Exercise Running a test pipeline

Run the nf-core/hlatyping pipeline release 2.0.0 with the provided test data using the profile test and docker.

 $ nextflow run nf-core/hlatyping -r 2.0.0 -profile test,docker --outdir hla_results

The pipeline does next-generation sequencing-based Human Leukozyte Antigen (HLA) typing as should run quickly.

Solution

$ nextflow run nf-core/hlatyping -r 2.0.0 -profile test,docker --outdir hla_results

Troubleshooting

If you run into issues running your pipeline you can you the nf-core website to troubleshoot common mistakes and issues https://nf-co.re/usage/troubleshooting .

Extra resources and getting help

If you still have an issue with running the pipeline then feel free to contact the nf-core community via the Slack channel . The nf-core Slack organisation has channels dedicated for each pipeline, as well as specific topics (eg. #help, #pipelines, #tools, #configs and much more). The nf-core Slack can be found at https://nfcore.slack.com (NB: no hyphen in nfcore!). To join you will need an invite, which you can get at https://nf-co.re/join/slack.

You can also get help by opening an issue in the respective pipeline repository on GitHub asking for help.

If you have problems that are directly related to Nextflow and not our pipelines or the nf-core framework tools then check out the Nextflow gitter channel or the google group.

Restarting Pipelines

Once you have fixed your issue you can restart a pipeline using the Nextflow -resume option. This will resume the last pipeline run. You can use the nextflow log command to find names of all previous runs in your directory. These can be used with -resume to restart specific runs.

$ nextflow log
$ nextflow run nf-core/rnaseq -r 3.10.1 -profile test -resume <run_name> --outdir nfcore_rnaseq_results

Referencing a Pipeline

Publications

If you use an nf-core pipeline in your work you should cite the main publication for the main nf-core paper, describing the community and framework, as follows:

The nf-core framework for community-curated bioinformatics pipelines. Philip Ewels, Alexander Peltzer, Sven Fillinger, Harshil Patel, Johannes Alneberg, Andreas Wilm, Maxime Ulysse Garcia, Paolo Di Tommaso & Sven Nahnsen. Nat Biotechnol. 2020 Feb 13. doi: 10.1038/s41587-020-0439-x. ReadCube: Full Access Link

Many of the pipelines have a publication listed on the nf-core website that can be found here.

DOIs

In addition, each release of an nf-core pipeline has a digital object identifiers (DOIs) for easy referencing in the literature. The DOIs are generated by Zenodo from the pipeline’s github repository.

Key Points

  • nf-core is a community-led project to develop a set of best-practice pipelines built using the Nextflow workflow management system.

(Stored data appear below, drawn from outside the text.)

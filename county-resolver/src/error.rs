//! Types d'erreurs pour le crate county-resolver

use std::path::PathBuf;

use thiserror::Error;

/// Erreurs lors du chargement des géométries des régions
///
/// Toujours fatales: le run est abandonné avant toute classification.
#[derive(Debug, Error)]
pub enum GeometryLoadError {
    /// Fichier de géométries introuvable ou illisible
    #[error("I/O error reading {}: {source}", path.display())]
    Io {
        path: PathBuf,
        source: std::io::Error,
    },

    /// Contenu non parsable
    #[error("Invalid geometry source {origin}: {reason}")]
    Format { origin: String, reason: String },

    /// Attribut obligatoire absent (identifiant ou géométrie)
    #[error("Feature #{index} in {origin} is missing required attribute '{attribute}'")]
    MissingAttribute {
        origin: String,
        index: usize,
        attribute: String,
    },

    /// Géométrie non polygonale
    #[error("Region {id}: unsupported geometry type {kind} (expected Polygon or MultiPolygon)")]
    UnsupportedGeometry { id: String, kind: String },

    /// Deux régions avec le même identifiant
    #[error("Duplicate region identifier: {0}")]
    DuplicateRegion(String),
}

impl GeometryLoadError {
    /// Crée une erreur de format avec contexte
    pub fn format(origin: impl Into<String>, reason: impl Into<String>) -> Self {
        Self::Format {
            origin: origin.into(),
            reason: reason.into(),
        }
    }

    /// Crée une erreur d'attribut manquant
    pub fn missing_attribute(
        origin: impl Into<String>,
        index: usize,
        attribute: impl Into<String>,
    ) -> Self {
        Self::MissingAttribute {
            origin: origin.into(),
            index,
            attribute: attribute.into(),
        }
    }
}

/// Erreurs remontées par une source de points
#[derive(Debug, Error)]
pub enum PointSourceError {
    /// Erreur d'I/O sur le flux sous-jacent
    #[error("I/O error: {0}")]
    Io(#[from] std::io::Error),

    /// Ligne non interprétable comme un point
    #[error("Malformed point at line {line}: {reason}")]
    Malformed { line: u64, reason: String },

    /// Échec générique d'un fournisseur de points
    #[error("Point source failed: {0}")]
    Failed(String),
}

impl PointSourceError {
    /// Crée une erreur de ligne mal formée
    pub fn malformed(line: u64, reason: impl Into<String>) -> Self {
        Self::Malformed {
            line,
            reason: reason.into(),
        }
    }
}

/// Échec de la classification d'un batch
///
/// Récupérable: la contribution du batch est ignorée, les autres continuent.
#[derive(Debug, Clone, Error)]
pub enum ClassificationTaskError {
    /// Point avec une coordonnée non finie (NaN, infini)
    #[error("Batch {batch}: malformed point #{offset} ({x}, {y})")]
    MalformedPoint {
        batch: u64,
        offset: usize,
        x: f64,
        y: f64,
    },

    /// Panique pendant l'évaluation
    #[error("Batch {batch}: worker panicked: {message}")]
    Panicked { batch: u64, message: String },
}

impl ClassificationTaskError {
    /// Numéro de séquence du batch en échec
    pub fn batch(&self) -> u64 {
        match self {
            Self::MalformedPoint { batch, .. } | Self::Panicked { batch, .. } => *batch,
        }
    }
}

/// Erreur retournée à l'appelant de `resolve()`
#[derive(Debug, Error)]
pub enum ResolutionError {
    /// Régions non chargées, aucun point classifié
    #[error("Geometry load failed: {0}")]
    GeometryLoad(#[from] GeometryLoadError),

    /// Source de points en échec pendant le streaming; les résultats partiels sont jetés
    #[error("Point source failed after {consumed} points: {source}")]
    PointSource {
        consumed: u64,
        source: PointSourceError,
    },

    /// Mode strict: au moins un batch a échoué
    #[error("{} classification task(s) failed", failures.len())]
    TaskFailures {
        failures: Vec<ClassificationTaskError>,
    },

    /// Run annulé par l'appelant
    #[error("Run cancelled after {consumed} points")]
    Cancelled { consumed: u64 },

    /// Configuration invalide
    #[error("Invalid configuration: {0}")]
    InvalidConfig(String),

    /// Impossible de démarrer le pool de workers
    #[error("Worker pool error: {0}")]
    WorkerPool(String),

    /// Resolver déjà fermé
    #[error("Resolver is closed")]
    Closed,
}

impl ResolutionError {
    /// Vrai si l'erreur est survenue avant le premier point consommé
    pub fn is_before_start(&self) -> bool {
        matches!(
            self,
            Self::GeometryLoad(_) | Self::InvalidConfig(_) | Self::WorkerPool(_) | Self::Closed
        )
    }
}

  • nf-core tools is a suite of helper tools that aims to help people run and develop pipelines.

  • nf-core pipelines can found using the nf-core helper tool --list option or from the nf-core website.

  • nf-core pipelines can be run using nextflow run nf-core/<pipeline> syntax, or launched and parameters configured using the nf-core helper tool launch option.

  • nf-core pipelines can be configured by modifying nextflow config files and/or adding command line parameters.